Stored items
.....

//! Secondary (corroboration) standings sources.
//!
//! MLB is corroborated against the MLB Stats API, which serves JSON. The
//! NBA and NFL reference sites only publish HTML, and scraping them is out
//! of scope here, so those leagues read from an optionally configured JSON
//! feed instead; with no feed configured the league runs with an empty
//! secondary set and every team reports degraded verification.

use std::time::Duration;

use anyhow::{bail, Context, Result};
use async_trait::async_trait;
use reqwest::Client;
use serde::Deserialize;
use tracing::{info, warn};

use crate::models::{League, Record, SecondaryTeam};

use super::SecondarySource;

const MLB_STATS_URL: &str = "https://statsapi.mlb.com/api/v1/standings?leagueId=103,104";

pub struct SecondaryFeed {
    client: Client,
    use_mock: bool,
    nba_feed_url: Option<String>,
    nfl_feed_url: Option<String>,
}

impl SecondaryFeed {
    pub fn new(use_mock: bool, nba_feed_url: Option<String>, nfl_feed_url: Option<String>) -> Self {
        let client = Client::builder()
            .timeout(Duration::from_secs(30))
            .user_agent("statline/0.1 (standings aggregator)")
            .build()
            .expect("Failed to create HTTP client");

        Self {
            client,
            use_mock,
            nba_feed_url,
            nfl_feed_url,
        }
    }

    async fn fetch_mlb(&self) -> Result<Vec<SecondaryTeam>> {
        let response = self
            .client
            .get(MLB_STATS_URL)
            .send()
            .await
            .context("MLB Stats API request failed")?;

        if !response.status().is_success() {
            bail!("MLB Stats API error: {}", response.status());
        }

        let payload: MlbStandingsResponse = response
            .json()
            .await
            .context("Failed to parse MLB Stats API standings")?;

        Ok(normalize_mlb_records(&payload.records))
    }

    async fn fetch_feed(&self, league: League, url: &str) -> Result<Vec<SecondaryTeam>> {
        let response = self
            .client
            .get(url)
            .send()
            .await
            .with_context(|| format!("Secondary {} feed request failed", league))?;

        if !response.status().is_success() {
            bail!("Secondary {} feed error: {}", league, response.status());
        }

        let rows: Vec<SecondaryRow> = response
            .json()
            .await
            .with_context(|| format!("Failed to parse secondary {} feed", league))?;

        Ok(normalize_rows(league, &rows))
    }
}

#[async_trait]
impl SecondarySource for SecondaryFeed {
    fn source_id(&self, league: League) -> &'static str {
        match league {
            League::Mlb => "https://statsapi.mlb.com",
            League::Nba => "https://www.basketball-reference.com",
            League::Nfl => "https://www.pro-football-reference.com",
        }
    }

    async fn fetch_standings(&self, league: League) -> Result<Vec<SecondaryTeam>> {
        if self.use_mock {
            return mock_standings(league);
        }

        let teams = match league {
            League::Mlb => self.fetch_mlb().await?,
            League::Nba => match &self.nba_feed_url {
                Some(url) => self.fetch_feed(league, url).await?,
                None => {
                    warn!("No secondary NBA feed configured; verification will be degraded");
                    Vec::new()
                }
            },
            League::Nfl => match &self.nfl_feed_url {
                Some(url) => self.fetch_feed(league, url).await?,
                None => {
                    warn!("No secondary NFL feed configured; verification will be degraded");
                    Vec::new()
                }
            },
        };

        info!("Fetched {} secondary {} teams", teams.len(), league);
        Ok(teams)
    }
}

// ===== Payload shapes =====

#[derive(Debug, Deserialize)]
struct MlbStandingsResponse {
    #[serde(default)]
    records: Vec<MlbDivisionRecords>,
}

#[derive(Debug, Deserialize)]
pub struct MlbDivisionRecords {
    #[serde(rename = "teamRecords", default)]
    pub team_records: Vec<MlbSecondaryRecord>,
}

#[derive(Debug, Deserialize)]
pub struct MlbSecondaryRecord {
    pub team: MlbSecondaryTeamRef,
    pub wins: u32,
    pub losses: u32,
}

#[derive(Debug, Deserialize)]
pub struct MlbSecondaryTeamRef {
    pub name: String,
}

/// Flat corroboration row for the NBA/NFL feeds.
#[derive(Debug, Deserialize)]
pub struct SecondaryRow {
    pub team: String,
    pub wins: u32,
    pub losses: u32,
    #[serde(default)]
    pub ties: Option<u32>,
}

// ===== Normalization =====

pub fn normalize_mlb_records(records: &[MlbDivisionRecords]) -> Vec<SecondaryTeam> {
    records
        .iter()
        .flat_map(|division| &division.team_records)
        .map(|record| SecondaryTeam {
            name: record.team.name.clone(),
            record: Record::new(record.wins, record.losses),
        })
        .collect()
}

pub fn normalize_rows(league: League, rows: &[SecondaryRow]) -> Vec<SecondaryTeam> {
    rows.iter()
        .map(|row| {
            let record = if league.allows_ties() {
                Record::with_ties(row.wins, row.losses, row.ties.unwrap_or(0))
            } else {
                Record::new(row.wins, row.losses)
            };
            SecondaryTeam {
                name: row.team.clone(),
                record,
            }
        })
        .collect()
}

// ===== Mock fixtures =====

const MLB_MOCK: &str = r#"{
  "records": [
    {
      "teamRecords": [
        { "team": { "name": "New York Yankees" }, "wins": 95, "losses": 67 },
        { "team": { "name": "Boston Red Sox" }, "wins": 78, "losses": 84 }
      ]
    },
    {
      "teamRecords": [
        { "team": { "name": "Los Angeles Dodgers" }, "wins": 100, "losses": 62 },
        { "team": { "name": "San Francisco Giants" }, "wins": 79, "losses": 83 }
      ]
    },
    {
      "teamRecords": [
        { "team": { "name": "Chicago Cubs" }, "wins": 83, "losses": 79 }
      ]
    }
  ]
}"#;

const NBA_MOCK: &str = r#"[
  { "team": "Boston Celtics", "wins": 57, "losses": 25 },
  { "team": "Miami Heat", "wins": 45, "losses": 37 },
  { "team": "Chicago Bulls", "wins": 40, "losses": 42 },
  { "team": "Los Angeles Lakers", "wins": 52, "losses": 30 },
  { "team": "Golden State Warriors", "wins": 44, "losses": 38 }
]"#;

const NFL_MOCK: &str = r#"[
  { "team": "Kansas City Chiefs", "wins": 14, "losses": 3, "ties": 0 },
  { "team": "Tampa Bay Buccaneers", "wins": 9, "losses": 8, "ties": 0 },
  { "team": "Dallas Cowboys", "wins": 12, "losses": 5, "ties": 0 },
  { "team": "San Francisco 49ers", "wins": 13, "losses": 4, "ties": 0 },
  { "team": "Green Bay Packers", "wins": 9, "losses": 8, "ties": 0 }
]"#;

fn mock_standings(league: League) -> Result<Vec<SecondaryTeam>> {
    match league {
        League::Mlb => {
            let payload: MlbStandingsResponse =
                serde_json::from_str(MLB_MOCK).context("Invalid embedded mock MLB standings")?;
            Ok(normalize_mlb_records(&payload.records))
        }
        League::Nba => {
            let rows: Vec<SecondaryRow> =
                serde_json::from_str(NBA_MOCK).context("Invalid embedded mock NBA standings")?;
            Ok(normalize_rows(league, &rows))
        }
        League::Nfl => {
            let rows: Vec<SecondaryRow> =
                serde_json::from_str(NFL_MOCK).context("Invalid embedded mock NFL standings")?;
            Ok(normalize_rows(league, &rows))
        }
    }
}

.....

_HOW TO COMPLETE THIS TASK:_ All lines above that contain the word "bool" are to be copied.

_SOLUTION TO THIS TASK:_
    use_mock: bool,
    pub fn new(use_mock: bool, nba_feed_url: Option<String>, nfl_feed_url: Option<String>) -> Self {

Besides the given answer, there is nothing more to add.